- What is being asked: Extract all lines in the data that contain the word "quantity".

- The data:
========================================================================
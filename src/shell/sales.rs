//! Interactive sales analytics shell

use std::io::{BufRead, Write};

use crate::display::record::format_sale_register;
use crate::display::report::{banner, format_money_colored};
use crate::error::TallyResult;
use crate::ledger::{CategoryOrder, SalesBook};
use crate::models::Product;
use crate::reports::{ProductRankingReport, SpendingReport, TrendReport};

use super::{prompt, prompt_amount, prompt_date, prompt_number, prompt_required};

const MENU: &str = "\
1. Add product
2. Record sale
3. List sales
4. Revenue by category
5. Revenue by product
6. Top products
7. Monthly trend
8. Delete sale
9. Quit";

/// Run the sales analytics menu loop until quit or end of input
pub fn run<R: BufRead, W: Write>(
    input: &mut R,
    output: &mut W,
    top_count: usize,
) -> TallyResult<()> {
    let mut book = SalesBook::new();

    writeln!(output, "{}", banner("SALES ANALYTICS", 40))?;

    loop {
        writeln!(output, "\n{}", MENU)?;
        let Some(choice) = prompt(input, output, "Choice: ")? else {
            break;
        };

        match choice.as_str() {
            "1" => {
                if !add_product(input, output, &mut book)? {
                    break;
                }
            }
            "2" => {
                if !record_sale(input, output, &mut book)? {
                    break;
                }
            }
            "3" => {
                write!(output, "{}", format_sale_register(book.ledger().records()))?;
                if !book.ledger().is_empty() {
                    writeln!(
                        output,
                        "Total revenue: {}",
                        format_money_colored(book.ledger().total())
                    )?;
                }
            }
            "4" => {
                let report = SpendingReport::generate(book.ledger(), CategoryOrder::FirstSeen);
                write!(output, "{}", report.format_terminal())?;
            }
            "5" => {
                for (name, revenue) in book.revenue_by_product(CategoryOrder::FirstSeen) {
                    writeln!(output, "{:<20} {:>12}", name, revenue.to_string())?;
                }
                if book.ledger().is_empty() {
                    writeln!(output, "No sales recorded yet.")?;
                }
            }
            "6" => {
                let report = ProductRankingReport::generate(&book, top_count);
                write!(output, "{}", report.format_terminal())?;
            }
            "7" => {
                let report = TrendReport::generate(book.ledger());
                write!(output, "{}", report.format_terminal())?;
            }
            "8" => {
                if !delete_sale(input, output, &mut book)? {
                    break;
                }
            }
            "9" => break,
            _ => writeln!(output, "Please choose 1-9.")?,
        }
    }

    writeln!(output, "Goodbye.")?;
    Ok(())
}

fn add_product<R: BufRead, W: Write>(
    input: &mut R,
    output: &mut W,
    book: &mut SalesBook,
) -> TallyResult<bool> {
    let Some(name) = prompt_required(input, output, "Product name: ")? else {
        return Ok(false);
    };
    let Some(category) = prompt_required(input, output, "Category: ")? else {
        return Ok(false);
    };
    let Some(unit_price) = prompt_amount(input, output, "Unit price: ")? else {
        return Ok(false);
    };

    match book.add_product(Product::new(name, category, unit_price)) {
        Ok(product) => writeln!(output, "Added product: {} ({})", product, product.id)?,
        Err(e) => writeln!(output, "Not added: {}", e)?,
    }

    Ok(true)
}

fn record_sale<R: BufRead, W: Write>(
    input: &mut R,
    output: &mut W,
    book: &mut SalesBook,
) -> TallyResult<bool> {
    if book.products().is_empty() {
        writeln!(output, "Add a product first.")?;
        return Ok(true);
    }

    let names: Vec<&str> = book.products().iter().map(|p| p.name.as_str()).collect();
    writeln!(output, "Products: {}", names.join(", "))?;

    let Some(name) = prompt_required(input, output, "Product: ")? else {
        return Ok(false);
    };
    let Some(quantity) = prompt_number(input, output, "Quantity: ")? else {
        return Ok(false);
    };
    let Some(date) = prompt_date(input, output)? else {
        return Ok(false);
    };

    match book.record_sale(&name, quantity, &date) {
        Ok(sale) => writeln!(output, "Recorded: {}", sale)?,
        Err(e) => writeln!(output, "Not recorded: {}", e)?,
    }

    Ok(true)
}

fn delete_sale<R: BufRead, W: Write>(
    input: &mut R,
    output: &mut W,
    book: &mut SalesBook,
) -> TallyResult<bool> {
    if book.ledger().is_empty() {
        writeln!(output, "No sales to delete.")?;
        return Ok(true);
    }

    write!(output, "{}", format_sale_register(book.ledger().records()))?;

    let Some(position) = prompt_number::<usize, _, _>(input, output, "Sale number (0 to cancel): ")? else {
        return Ok(false);
    };

    if position == 0 {
        writeln!(output, "Delete cancelled.")?;
        return Ok(true);
    }

    match book.remove_at(position - 1) {
        Ok(removed) => writeln!(output, "Deleted: {}", removed)?,
        Err(e) => writeln!(output, "{}", e)?,
    }

    Ok(true)
}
========================================================================
- Task response:
    let Some(quantity) = prompt_number(input, output, "Quantity: ")? else {
    match book.record_sale(&name, quantity, &date) {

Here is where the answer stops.